Transcribe the data exactly, stopping after the "pub use ip_resolver::PublicIpResolver;" line.
GIVEN ENTRIES Start Marker
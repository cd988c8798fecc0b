//! Seams to the outside world: time, public IP detection and the container runtime

mod clock;
mod container_runtime;
mod ip_resolver;

pub use clock::{Clock, SystemClock};
pub use container_runtime::{ContainerRuntime, RunOutput};
pub use ip_resolver::PublicIpResolver;
//! Monotonic clock abstraction

use std::time::Instant;

/// Monotonic time source, injected so cache expiry can be tested without sleeping
pub trait Clock: Send + Sync {
    fn now(&self) -> Instant;
}

/// Wall-clock backed [`Clock`]
#[derive(Debug, Clone, Copy, Default)]
pub struct SystemClock;

impl Clock for SystemClock {
    fn now(&self) -> Instant {
        Instant::now()
    }
}
//! MCP tool parameter schemas
//!
//! Defines the input parameter structures for all MCP tools.
//! All structs derive `Debug`, `Deserialize`, and `JsonSchema` as required by rmcp.

use std::collections::BTreeMap;

use schemars::JsonSchema;
use serde::Deserialize;

use stackwiz_core::types::{StackKind, StackSpec};
use stackwiz_core::{CoreError, CoreResult};

/// Stack description shared by `create_stack` and `validate_stack_config`.
#[derive(Debug, Clone, Default, Deserialize, JsonSchema)]
pub struct StackParams {
    /// Stack name (lowercase letters, digits and hyphens).
    #[schemars(description = "Stack name: lowercase letters, digits and hyphens, 1-63 chars; infrastructure names (traefik, monitoring, supabase, adguard, docs) are reserved")]
    pub name: String,

    /// Stack archetype.
    #[serde(rename = "type")]
    #[schemars(description = "Stack type: generic (default) or pocketbase")]
    pub stack_type: Option<String>,

    #[schemars(description = "Docker image with tag (required for generic stacks)")]
    pub image: Option<String>,

    #[schemars(description = "Container port to route to (required for generic stacks)")]
    pub port: Option<i64>,

    #[schemars(description = "Public domain (default: {name}.{default domain})")]
    pub domain: Option<String>,

    #[schemars(description = "Extra environment variables written to the stack's .env")]
    pub environment: Option<BTreeMap<String, String>>,

    #[schemars(description = "Reverse-proxy network (default from server config)")]
    pub network: Option<String>,

    #[schemars(description = "Traefik entrypoint (default from server config)")]
    pub entrypoint: Option<String>,

    #[schemars(description = "Traefik certificate resolver (default from server config)")]
    pub certresolver: Option<String>,

    #[schemars(description = "Create an A record pointing at this server (default: false)")]
    pub create_dns: Option<bool>,

    #[schemars(description = "Start the stack after creating it (default from server config)")]
    pub auto_start: Option<bool>,

    #[schemars(description = "Proxy the created DNS record (default from server config)")]
    pub proxied: Option<bool>,
}

impl StackParams {
    /// Convert into the core stack description; an unknown type is a validation error.
    pub fn into_spec(self) -> CoreResult<StackSpec> {
        let kind = match self.stack_type.as_deref() {
            None => StackKind::default(),
            Some(raw) => raw.parse().map_err(CoreError::ValidationError)?,
        };
        Ok(StackSpec {
            name: self.name,
            kind,
            domain: self.domain,
            image: self.image,
            port: self.port,
            environment: self.environment.unwrap_or_default(),
            network: self.network,
            entrypoint: self.entrypoint,
            certresolver: self.certresolver,
            create_dns: self.create_dns,
            auto_start: self.auto_start,
            proxied: self.proxied,
        })
    }
}

/// Parameters for `create_stack` tool.
#[derive(Debug, Deserialize, JsonSchema)]
pub struct CreateStackParams {
    #[serde(flatten)]
    pub stack: StackParams,
}

/// Parameters for `list_stacks` tool.
#[derive(Debug, Default, Deserialize, JsonSchema)]
pub struct ListStacksParams {
    #[schemars(description = "Case-insensitive substring of the stack name")]
    pub filter: Option<String>,

    #[schemars(description = "Sort order: name (default), created (newest first) or status")]
    pub sort_by: Option<String>,

    #[schemars(description = "Query the container runtime for each stack's status (default: true)")]
    pub include_status: Option<bool>,
}

/// Parameters for `manage_stack` tool.
#[derive(Debug, Deserialize, JsonSchema)]
pub struct ManageStackParams {
    #[schemars(description = "Stack name")]
    pub name: String,

    #[schemars(description = "Action: start, stop, restart, remove or logs")]
    pub action: String,

    /// Number of log lines (logs only).
    #[schemars(description = "Number of log lines for the logs action (1-10000, default: 100)")]
    pub tail_lines: Option<u32>,

    #[schemars(description = "Only show logs of this compose service (logs only)")]
    pub service: Option<String>,

    #[schemars(description = "Delete volume data instead of archiving it (remove only)")]
    pub purge_volumes: Option<bool>,

    #[schemars(
        description = "Remove system stacks and continue when stopping containers fails (remove only)"
    )]
    pub force: Option<bool>,
}

/// Parameters for `create_dns_record` tool.
#[derive(Debug, Deserialize, JsonSchema)]
pub struct CreateDnsRecordParams {
    #[schemars(description = "Subdomain; omit or use @ for the domain itself")]
    pub subdomain: Option<String>,

    #[schemars(description = "Domain or full hostname the record belongs to")]
    pub domain: String,

    #[serde(rename = "type")]
    #[schemars(description = "Record type: A (default), AAAA, CNAME, MX, TXT, NS, SRV, CAA")]
    pub record_type: Option<String>,

    #[schemars(description = "Record value; AUTO (default) uses this server's public IP")]
    pub value: Option<String>,

    #[schemars(description = "Enable the provider proxy (A/AAAA/CNAME only, default from config)")]
    pub proxied: Option<bool>,

    #[schemars(description = "TTL in seconds, 1 = automatic (default from config)")]
    pub ttl: Option<u32>,

    #[schemars(description = "MX priority")]
    pub priority: Option<u16>,
}

/// Parameters for `list_dns_records` tool.
#[derive(Debug, Deserialize, JsonSchema)]
pub struct ListDnsRecordsParams {
    #[schemars(description = "Domain whose zone is listed")]
    pub domain: String,

    #[schemars(description = "Case-insensitive substring of the record name")]
    pub filter: Option<String>,
}

/// Parameters for `update_dns_proxy` tool.
#[derive(Debug, Deserialize, JsonSchema)]
pub struct UpdateDnsProxyParams {
    #[schemars(description = "Subdomain; omit or use @ for the domain itself")]
    pub subdomain: Option<String>,

    #[schemars(description = "Domain or full hostname")]
    pub domain: String,

    #[schemars(description = "true to enable the proxy, false to disable it")]
    pub enabled: bool,
}

/// Parameters for `delete_dns_record` tool.
#[derive(Debug, Deserialize, JsonSchema)]
pub struct DeleteDnsRecordParams {
    #[schemars(description = "Subdomain; omit or use @ for the domain itself")]
    pub subdomain: Option<String>,

    #[schemars(description = "Domain or full hostname")]
    pub domain: String,

    #[serde(rename = "type")]
    #[schemars(description = "Only delete records of this type (default: all types)")]
    pub record_type: Option<String>,
}

/// Parameters for `validate_stack_config` tool.
#[derive(Debug, Deserialize, JsonSchema)]
pub struct ValidateStackConfigParams {
    #[serde(flatten)]
    pub stack: StackParams,

    #[schemars(
        description = "Also check for name, domain and port conflicts with existing stacks (default: true)"
    )]
    pub check_conflicts: Option<bool>,
}

/// Parameters for `health_check` tool.
///
/// This tool takes no parameters, but we need an empty struct for the schema.
#[derive(Debug, Deserialize, JsonSchema)]
pub struct HealthCheckParams {}

/// Hostname addressed by an optional subdomain and a domain
pub fn hostname(subdomain: Option<&str>, domain: &str) -> String {
    match subdomain.map(str::trim) {
        None | Some("" | "@") => domain.trim().to_string(),
        Some(sub) => format!("{sub}.{}", domain.trim()),
    }
}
GIVEN ENTRIES End Marker
--- THE ANSWER ---
repository cd988c8798fecc0b
//! Seams to the outside world: time, public IP detection and the container runtime

mod clock;
mod container_runtime;
mod ip_resolver;

pub use clock::{Clock, SystemClock};
pub use container_runtime::{ContainerRuntime, RunOutput};
pub use ip_resolver::PublicIpResolver;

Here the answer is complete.